Hospitals and GP surgeries face shortages of key medical equipment after NHS workers decided yesterday to stage the first national strikes in the health service since 1988. As anger increases over the policy of using private companies to provide NHS services, Unison, the public services union, announced that its members at NHS Logistics had voted by 74 per cent to strike over the £1.6 billion sale of their network to the German haulage firm DHL.

NHS Logistics employs 1,400 people to deliver everything from food to syringes and throwaway urinals direct to hospital wards and GP surgeries across England.

Delegates at the TUC Congress cheered when Dave Prentis, Unison’s general secretary, announced the result of the postal ballot that set the stage for the first strikes to take place before or during the Labour Party conference in Manchester in a fortnight.

Senior Unison officers will meet on Friday to decide what form the strikes should take. Officials suggested an initial series of one-day strikes would be staged as the first part of a “rolling” programme of industrial action.

The announcement came as all the main health unions representing doctors, nurses, midwives, physiotherapists and anciliary workers joined forces in a campaign aimed at forcing ministers to rethink plans to extend private sector involvement. They will stage a series of demonstrations, culminating in a lobby of Parliament next spring.

Before the last election, ministers said the private sector would provide no more than 15 per cent of services in the NHS. They have since admitted that involvement may expand well beyond that.

Tony Blair, who today addresses the TUC for the last time as Labour leader, will face hostile questions on the expanding role of private companies in the NHS when he answers questions.

Later, at a dinner with union chiefs, Gordon Brown, the Chancellor, will be told he should guarantee a reversal of NHS policy as the price for union backing in the Labour leadership contest.

Unison said prolonged strikes would mean hospitals quickly running out of bulky equipment such as bedpans which were hard to stockpile.

Other equipment such as hand gel, latex gloves and food, including breakfast cereals, drinks and tinned vegetables would run short.

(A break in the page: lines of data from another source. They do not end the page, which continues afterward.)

//! Form input and submission validation

use crate::constants::{ARCHIVE_EXTENSIONS, SOURCE_EXTENSIONS};
use crate::error::ValidationError;
use crate::types::{ConversionMode, ConversionRequest};
use std::path::{Path, PathBuf};

/// Everything the user has entered so far. Lives only for the session.
#[derive(Debug, Clone, Default)]
pub struct FormState {
    pub mode: ConversionMode,
    // Single file
    pub source_file: Option<PathBuf>,
    // Repository
    pub source_repo: String,
    pub target_repo: String,
    // Project archive
    pub project_archive: Option<PathBuf>,
    pub work_dir: String,
    pub config_file: Option<PathBuf>,
    pub target_git: String,
}

/// Suffix-only file type check, case insensitive
pub fn accepts_extension(path: &Path, allowed: &[&str]) -> bool {
    path.extension()
        .and_then(|e| e.to_str())
        .map(|ext| allowed.iter().any(|a| a.eq_ignore_ascii_case(ext)))
        .unwrap_or(false)
}

/// ".bw, .xml" style list for messages
pub fn extension_list(allowed: &[&str]) -> String {
    allowed
        .iter()
        .map(|e| format!(".{}", e))
        .collect::<Vec<_>>()
        .join(", ")
}

fn display_name(path: &Path) -> String {
    path.file_name()
        .map(|n| n.to_string_lossy().to_string())
        .unwrap_or_else(|| path.display().to_string())
}

fn is_blank(s: &str) -> bool {
    s.trim().is_empty()
}

impl FormState {
    /// Required fields still empty for the selected mode, in display order
    pub fn missing_fields(&self) -> Vec<&'static str> {
        let mut missing = Vec::new();
        match self.mode {
            ConversionMode::SingleFile => {
                if self.source_file.is_none() {
                    missing.push("Source file");
                }
            }
            ConversionMode::Repository => {
                if is_blank(&self.source_repo) {
                    missing.push("Source repository URL");
                }
                if is_blank(&self.target_repo) {
                    missing.push("Target repository URL");
                }
            }
            ConversionMode::Project => {
                if self.project_archive.is_none() {
                    missing.push("Project archive");
                }
                if is_blank(&self.work_dir) {
                    missing.push("Work directory");
                }
                if self.config_file.is_none() {
                    missing.push("Configuration file");
                }
                if is_blank(&self.target_git) {
                    missing.push("Target git repository");
                }
            }
        }
        missing
    }

    pub fn can_submit(&self) -> bool {
        self.missing_fields().is_empty()
    }

    /// Check the form and build an owned request for the conversion task
    pub fn validate(&self) -> Result<ConversionRequest, ValidationError> {
        if let Some(&field) = self.missing_fields().first() {
            return Err(ValidationError::MissingField(field));
        }

        match self.mode {
            ConversionMode::SingleFile => {
                let source = self
                    .source_file
                    .clone()
                    .ok_or(ValidationError::MissingField("Source file"))?;
                check_extension(&source, SOURCE_EXTENSIONS)?;
                Ok(ConversionRequest::SingleFile { source })
            }
            ConversionMode::Repository => Ok(ConversionRequest::Repository {
                source_repo: self.source_repo.trim().to_string(),
                target_repo: self.target_repo.trim().to_string(),
            }),
            ConversionMode::Project => {
                let archive = self
                    .project_archive
                    .clone()
                    .ok_or(ValidationError::MissingField("Project archive"))?;
                let config = self
                    .config_file
                    .clone()
                    .ok_or(ValidationError::MissingField("Configuration file"))?;
                check_extension(&archive, ARCHIVE_EXTENSIONS)?;
                Ok(ConversionRequest::Project {
                    archive,
                    work_dir: self.work_dir.trim().to_string(),
                    config,
                    target_git: self.target_git.trim().to_string(),
                })
            }
        }
    }

    /// Selected file name for the "Uploaded: ..." line
    pub fn selected_name(path: &Option<PathBuf>) -> Option<String> {
        path.as_deref().map(display_name)
    }
}

fn check_extension(path: &Path, allowed: &[&str]) -> Result<(), ValidationError> {
    if accepts_extension(path, allowed) {
        Ok(())
    } else {
        Err(ValidationError::UnsupportedFileType {
            file: display_name(path),
            expected: extension_list(allowed),
        })
    }
}

#[cfg(test)]
mod tests {
    use super::*;

    fn project_form() -> FormState {
        FormState {
            mode: ConversionMode::Project,
            project_archive: Some(PathBuf::from("/tmp/orders.zip")),
            work_dir: "orders".into(),
            config_file: Some(PathBuf::from("/tmp/application.properties")),
            target_git: "https://git.example.com/orders-spring.git".into(),
            ..Default::default()
        }
    }

    #[test]
    fn empty_single_file_form_is_rejected() {
        let form = FormState::default();
        assert!(!form.can_submit());
        assert_eq!(form.validate(), Err(ValidationError::MissingField("Source file")));
    }

    #[test]
    fn single_file_accepts_known_suffixes() {
        for name in ["a.bw", "b.XML", "C.java", "app.properties"] {
            let form = FormState {
                source_file: Some(PathBuf::from(name)),
                ..Default::default()
            };
            assert!(form.validate().is_ok(), "{} should be accepted", name);
        }
    }

    #[test]
    fn single_file_rejects_other_suffixes() {
        let form = FormState {
            source_file: Some(PathBuf::from("/home/u/readme.txt")),
            ..Default::default()
        };
        match form.validate() {
            Err(ValidationError::UnsupportedFileType { file, expected }) => {
                assert_eq!(file, "readme.txt");
                assert_eq!(expected, ".bw, .xml, .java, .properties");
            }
            other => panic!("unexpected {:?}", other),
        }
    }

    #[test]
    fn repository_urls_are_trimmed_and_required() {
        let mut form = FormState {
            mode: ConversionMode::Repository,
            source_repo: "  https://git.example.com/bw.git ".into(),
            target_repo: "   ".into(),
            ..Default::default()
        };
        assert_eq!(form.missing_fields(), vec!["Target repository URL"]);

        form.target_repo = "https://git.example.com/spring.git".into();
        assert_eq!(
            form.validate(),
            Ok(ConversionRequest::Repository {
                source_repo: "https://git.example.com/bw.git".into(),
                target_repo: "https://git.example.com/spring.git".into(),
            })
        );
    }

    #[test]
    fn project_reports_every_missing_field() {
        let form = FormState {
            mode: ConversionMode::Project,
            ..Default::default()
        };
        assert_eq!(
            form.missing_fields(),
            vec![
                "Project archive",
                "Work directory",
                "Configuration file",
                "Target git repository"
            ]
        );
    }

    #[test]
    fn project_requires_zip_archive() {
        let mut form = project_form();
        assert!(matches!(form.validate(), Ok(ConversionRequest::Project { .. })));

        form.project_archive = Some(PathBuf::from("/tmp/orders.tar.gz"));
        assert!(matches!(
            form.validate(),
            Err(ValidationError::UnsupportedFileType { .. })
        ));
    }

    #[test]
    fn fields_of_other_modes_are_ignored() {
        let mut form = project_form();
        form.source_file = None;
        form.source_repo.clear();
        assert!(form.can_submit());
    }

    #[test]
    fn file_without_extension_is_not_accepted() {
        assert!(!accepts_extension(Path::new("Makefile"), SOURCE_EXTENSIONS));
        assert!(accepts_extension(Path::new("x.ZIP"), ARCHIVE_EXTENSIONS));
    }
}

Mr Prentis said the decision to award the 10-year contract would turn the clock back 20 years as DHL tried to provide more cost-effective services. “Hospitals will need huge storage areas to cope with bulk buying,” he said. “Wards can order one packet of cornflakes if that’s what they want.

“Under DHL they will have to order packs of 14 boxes and hospitals will have to find space to store them and busy nurses and ward staff will have to unpack and stack them.”

Under rules laid down to protect former public service workers after privatisation, the 1,400 workers will be protected although the unions fear that in the long run their pay and conditions may not match those still in the NHS.

Paul Harper, Unison’s branch secretary at the Maidstone depot, Kent, said: “We deliver direct to hospital wards and operating theatres so getting it wrong could be a matter of life and death. This is not a service the Government should be gambling with by handing it over to a parcel delivery company.”

Unison is also seeking a judicial review against the DHL contract.

If the strikes go ahead it will be the biggest bout of national industrial action in the health service since midwives struck over pay in 1988.

A Health Department spokesman played down the effects of strike action. “The NHS uses 500,000 different products but only around 51,000 are provided by NHS Logistics. Most hospitals have their own local supply and delivery arrangements.

“We have put detailed contingency plans in place to ensure minimum disruption.”